Из вышесказанного следует вывод, что, если ситуация кибербуллинга возникла в закрытом коллективе, она оказывается самопродуцирующей и без вмешательства третьих лиц, т. е. свидетелей в позиции защитника либо, что вероятнее, педагогов, не будет преодолена сама по себе. Соответственно, на практике для педагога является недопустимым выбор тактики невмешательства, а также любые формы поощрения агрессора даже в ситуации, когда поведение жертвы действительно можно счесть раздражающим или провоцирующим.
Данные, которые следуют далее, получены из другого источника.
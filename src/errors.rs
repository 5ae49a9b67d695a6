// src/errors.rs
use serde::{Deserialize, Serialize};
use thiserror::Error;

/// Message used when nothing more specific is known about a failure.
pub const UNKNOWN_ERROR: &str = "Unknown error";

const TRANSPORT_FALLBACK: &str = "Request to the server failed";

#[derive(Error, Debug)]
pub enum DashboardError {
    /// Connection refused, DNS failure, timeout, broken body stream.
    #[error("{0}")]
    Transport(String),

    /// Non-2xx response carrying a structured `{error, detail}` body.
    #[error("{error}")]
    Server {
        status: u16,
        error: String,
        detail: Option<String>,
    },

    /// Non-2xx response without a usable body.
    #[error("Request failed with status code {status}")]
    Http { status: u16 },

    #[error("Malformed response: {0}")]
    Decode(String),

    #[error("{0}")]
    Validation(String),

    #[error("Image processing error: {0}")]
    ImageProcessing(String),

    #[error("I/O error: {0}")]
    Io(String),
}

/// The single error shape every screen renders.
#[derive(Error, Debug, Clone, PartialEq, Eq, Serialize, Deserialize)]
#[error("{error}{}", detail_suffix(.detail))]
pub struct ApiError {
    pub error: String,
    #[serde(default, skip_serializing_if = "Option::is_none")]
    pub detail: Option<String>,
}

impl ApiError {
    pub fn new(error: impl Into<String>) -> Self {
        Self {
            error: error.into(),
            detail: None,
        }
    }
}

fn detail_suffix(detail: &Option<String>) -> String {
    detail
        .as_deref()
        .map(|d| format!(" ({})", d))
        .unwrap_or_default()
}

#[derive(Debug, Default, Deserialize)]
struct ErrorBody {
    error: Option<String>,
    detail: Option<serde_json::Value>,
}

impl DashboardError {
    /// Classifies the body of a failed response.
    ///
    /// `{"error": ..}` is taken verbatim, a bare string `{"detail": ..}` is
    /// promoted to the message, anything else falls back to the status line.
    pub fn from_error_body(status: u16, body: &str) -> Self {
        let parsed: ErrorBody = serde_json::from_str(body).unwrap_or_default();

        let detail = parsed.detail.map(|d| match d {
            serde_json::Value::String(s) => s,
            other => other.to_string(),
        });

        match (parsed.error, detail) {
            (Some(error), detail) => DashboardError::Server {
                status,
                error,
                detail,
            },
            (None, Some(detail)) if !detail.is_empty() => DashboardError::Server {
                status,
                error: detail,
                detail: None,
            },
            _ => DashboardError::Http { status },
        }
    }

    pub fn to_api_error(&self) -> ApiError {
        match self {
            DashboardError::Server { error, detail, .. } => ApiError {
                error: error.clone(),
                detail: detail.clone(),
            },
            DashboardError::Transport(message) if message.is_empty() => {
                ApiError::new(TRANSPORT_FALLBACK)
            }
            other => ApiError::new(other.to_string()),
        }
    }
}

impl From<reqwest::Error> for DashboardError {
    fn from(err: reqwest::Error) -> Self {
        if err.is_decode() {
            DashboardError::Decode(err.to_string())
        } else if err.is_timeout() {
            DashboardError::Transport(format!("Request timed out: {}", err))
        } else if let Some(status) = err.status() {
            DashboardError::Http {
                status: status.as_u16(),
            }
        } else {
            DashboardError::Transport(err.to_string())
        }
    }
}

impl From<std::io::Error> for DashboardError {
    fn from(err: std::io::Error) -> Self {
        DashboardError::Io(err.to_string())
    }
}

/// Collapses any failure into the uniform error shape.
pub fn handle_api_error(err: &anyhow::Error) -> ApiError {
    if let Some(dashboard) = err.downcast_ref::<DashboardError>() {
        return dashboard.to_api_error();
    }
    match err.downcast_ref::<ApiError>() {
        Some(api) => api.clone(),
        None => ApiError::new(UNKNOWN_ERROR),
    }
}

#[cfg(test)]
mod tests {
    use super::*;

    #[test]
    fn structured_body_is_kept_verbatim() {
        let err = DashboardError::from_error_body(
            400,
            r#"{"error":"Invalid video","detail":"codec not supported"}"#,
        );
        assert_eq!(
            err.to_api_error(),
            ApiError {
                error: "Invalid video".into(),
                detail: Some("codec not supported".into()),
            }
        );
    }

    #[test]
    fn bare_detail_becomes_the_message() {
        let err = DashboardError::from_error_body(404, r#"{"detail":"Task not found"}"#);
        assert_eq!(err.to_api_error(), ApiError::new("Task not found"));
    }

    #[test]
    fn unstructured_body_falls_back_to_status_line() {
        let err = DashboardError::from_error_body(502, "<html>Bad Gateway</html>");
        assert_eq!(
            err.to_api_error(),
            ApiError::new("Request failed with status code 502")
        );
    }

    #[test]
    fn foreign_errors_get_the_generic_message() {
        let err = anyhow::anyhow!("something odd");
        assert_eq!(handle_api_error(&err), ApiError::new(UNKNOWN_ERROR));

        let err = anyhow::Error::new(DashboardError::Transport("connection refused".into()));
        assert_eq!(handle_api_error(&err), ApiError::new("connection refused"));

        let err = anyhow::Error::new(ApiError::new("AI metrics unavailable"));
        assert_eq!(handle_api_error(&err), ApiError::new("AI metrics unavailable"));
    }

    #[test]
    fn api_error_display_appends_detail_when_present() {
        assert_eq!(ApiError::new("Upload rejected").to_string(), "Upload rejected");

        let err = ApiError {
            error: "Invalid line".into(),
            detail: Some("points must differ".into()),
        };
        assert_eq!(err.to_string(), "Invalid line (points must differ)");
    }
}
Ограничения. Ограничениями данного исследования является, во-первых, субъективный характер получаемых данных (что неизбежно при использовании анкеты в качестве основного инструмента). Во-вторых, к ограничениям относится сосредоточение внимания авторов на ситуации кибербуллинга в конкретной образовательной организации Свердловской области. Это ограничение, однако, имеет меньшую силу, чем в случае сбора статистической информации, так как математический метод корреляции позволяет переносить результаты с исследовательской выборки на генеральную совокупность.
Limitations. The limitations of this study are, firstly, the subjective nature of the data obtained (which is unavoidable when using a questionnaire as the main tool). Secondly, the limitations include the authors' focus on the situation of cyberbullying in a particular educational organization in the Sverdlovsk region. However, this limitation is less valid than in the case of collecting statistical information, since the mathematical method of correlation allows transferring the results from the research sample to the general population.